If Callas flaws of the voice are exposed here, it only makes it less boring for me and adds further points in her favor. I would have prefered more forte moments here, but if she wanted piano, because she is trying to depict humility, an unsteady piano is more fun.


----------



## BBSVK (10 mo ago)

Seattleoperafan said:


> I was amazed that Gina Cigna could get any votes away from Callas in this crowd 😜 Callas is much more famous than Cigna in Norma but Cigna holds the record for the number of performances of Norma by any artist. I read her bio ages ago. She also sang countless Turandots. She was forced to retire before 50 from a near fatal car crash and became a well known teacher. She was an attractive normal sized woman with a tremendously powerful and expressive voice. I have always found her fascinating but have never been sure how to say her last name. I think itis "Chi-nya". Sometimes I really love her and sometimes not. She is variable for me. Here she is with her large striking features in a photo being interviewed with her pupil, Dimitrova. Her family were Italian but she grew up in France.
> View attachment 180895


Due to my extreme obsession with Norma, I actually knew about Cigna. Somebody commented, that she sang Norma approaching it like verismo.


----------



## Seattleoperafan (Mar 24, 2013)

BBSVK said:


> Due to my extreme obsession with Norma, I actually knew about Cigna. Somebody commented, that she sang Norma approaching it like verismo.


I shall do a Norma contest with her in it for you


----------



## BBSVK (10 mo ago)

Seattleoperafan said:


> I shall do a Casta Diva contest with her in it for you


Yes, but I might disappoint you. I listened and let it be. The bad recording quality probably contributed to it.


----------



## Seattleoperafan (Mar 24, 2013)

BBSVK said:


> Yes, but I might disappoint you. I listened and let it be. The bad recording quality probably contributed to it.


That was my verdict as well. You just saved me a search I was beginning on. Have you heard Shirley Verrett do Norma? It was my favorite of her soprano roles and she was in third place with me of those who did the whole role after Callas and Caballe. Sutherland did some really good acting in the role in a live broadcast from Australia later in her career and her voice was bigger throughout her range than in her studio recording. Dimitrova was very good and she studied with Cigna. I was lucky to see Jane Eaglen at the start of her US career when she had the combination of flexibility and dramatic volume I like in the role. It was a peak experience for me and I saw it twice. Also she was at least 50 pounds lighter then than she became by the time she took up Wagner. She even took the alternate D6 in the trio which you wouldn't expect from such a huge voice.


----------



## BBSVK (10 mo ago)

Seattleoperafan said:


> That was my verdict as well. You just saved me a search I was beginning on. Have you heard Shirley Verrett do Norma? It was my favorite of her soprano roles and she was in third place with me of those who did the whole role after Callas and Caballe. Sutherland did some really good acting in the role in a live broadcast from Australia later in her career and her voice was bigger throughout her range than in her studio recording. Dimitrova was very good and she studied with Cigna. I was lucky to see Jane Eaglen at the start of her US career when she had the combination of flexibility and dramatic volume I like in the role. It was a peak experience for me and I saw it twice. Also she was at least 50 pounds lighter then than she became by the time she took up Wagner. She even took the alternate D6 in the trio which you wouldn't expect from such a huge voice.

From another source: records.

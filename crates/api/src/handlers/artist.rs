//! Handlers for the `/artists` resource.

use axum::extract::{Path, State};
use axum::http::StatusCode;
use axum::response::Response;
use axum::Json;
use tunapiano_core::catalog::ENTITY_ARTIST;
use tunapiano_core::error::CoreError;
use tunapiano_core::types::DbId;
use tunapiano_db::models::artist::{Artist, ArtistDetail, CreateArtist, UpdateArtist};
use tunapiano_db::repositories::{ArtistRepo, SongRepo};
use validator::Validate;

use crate::error::{AppError, AppResult};
use crate::handlers::created;
use crate::state::AppState;

fn not_found(id: DbId) -> AppError {
    AppError::Core(CoreError::NotFound {
        entity: ENTITY_ARTIST,
        id,
    })
}

/// POST /artists
pub async fn create(
    State(state): State<AppState>,
    Json(input): Json<CreateArtist>,
) -> AppResult<Response> {
    input.validate()?;
    let artist = ArtistRepo::create(&state.pool, &input).await?;
    tracing::info!(artist_id = artist.id, "Artist created");
    Ok(created("artists", artist.id, artist))
}

/// GET /artists
pub async fn list(State(state): State<AppState>) -> AppResult<Json<Vec<Artist>>> {
    let artists = ArtistRepo::list(&state.pool).await?;
    Ok(Json(artists))
}

/// GET /artists/{id}
///
/// Returns the artist with a count and summary list of their songs.
pub async fn get_by_id(
    State(state): State<AppState>,
    Path(id): Path<DbId>,
) -> AppResult<Json<ArtistDetail>> {
    let artist = ArtistRepo::find_by_id(&state.pool, id)
        .await?
        .ok_or_else(|| not_found(id))?;
    let songs = SongRepo::list_by_artist(&state.pool, id).await?;
    Ok(Json(ArtistDetail::new(artist, songs)))
}

/// PATCH /artists/{id}
pub async fn update(
    State(state): State<AppState>,
    Path(id): Path<DbId>,
    Json(input): Json<UpdateArtist>,
) -> AppResult<Json<Artist>> {
    input.validate()?;
    let artist = ArtistRepo::update(&state.pool, id, &input)
        .await?
        .ok_or_else(|| not_found(id))?;
    Ok(Json(artist))
}

/// DELETE /artists/{id}
///
/// Also removes the artist's songs.
pub async fn delete(State(state): State<AppState>, Path(id): Path<DbId>) -> AppResult<StatusCode> {
    if ArtistRepo::delete(&state.pool, id).await? {
        tracing::info!(artist_id = id, "Artist deleted");
        Ok(StatusCode::NO_CONTENT)
    } else {
        Err(not_found(id))
    }
}
use axum::extract::State;
use axum::{routing::get, Json, Router};
use serde::Serialize;

use crate::state::AppState;

/// Liveness report for the catalog service.
#[derive(Serialize)]
pub struct HealthResponse {
    /// `ok` when the catalog store answers, `degraded` otherwise.
    pub status: &'static str,
    pub version: &'static str,
    pub database: DatabaseHealth,
}

/// Connection pool and schema state of the catalog store.
#[derive(Serialize)]
pub struct DatabaseHealth {
    pub reachable: bool,
    /// Newest applied migration; `None` when the store is unreachable.
    pub schema_version: Option<i64>,
    pub open_connections: u32,
    pub idle_connections: usize,
    pub max_connections: u32,
}

/// GET /health
async fn health_check(State(state): State<AppState>) -> Json<HealthResponse> {
    let schema_version = tunapiano_db::schema_version(&state.pool)
        .await
        .inspect_err(|err| tracing::warn!(error = %err, "Catalog store health check failed"));
    let reachable = schema_version.is_ok();

    Json(HealthResponse {
        status: if reachable { "ok" } else { "degraded" },
        version: env!("CARGO_PKG_VERSION"),
        database: DatabaseHealth {
            reachable,
            schema_version: schema_version.ok().flatten(),
            open_connections: state.pool.size(),
            idle_connections: state.pool.num_idle(),
            max_connections: state.config.database_max_connections,
        },
    })
}

pub fn router() -> Router<AppState> {
    Router::new().route("/health", get(health_check))
}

As some of you noticed, I created a new thread to discuss worthwhile Normas.








Worthwhile Normas


I love Norma as the opera and the variability it can be sung and even stage-acted with. I have wanted to create this thread for some time, but now @Seattleoperafan started discussing it elsewhere, so I might as well do it now. The basics are Callas, Sutherland Caballe... Who else ?




www.talkclassical.com


----------



## damianjb1 (Jan 1, 2016)

I'm a massive Callas admirer but I think she is simply too musical for this aria. It doesn't need (nor can handle) all the attention and care she gives it. 
Magda is still my girl by miles for this aria.


----------



## Seattleoperafan (Mar 24, 2013)

damianjb1 said:


> I'm a massive Callas admirer but I think she is simply too musical for this aria. It doesn't need (nor can handle) all the attention and care she gives it.
> Magda is still my girl by miles for this aria.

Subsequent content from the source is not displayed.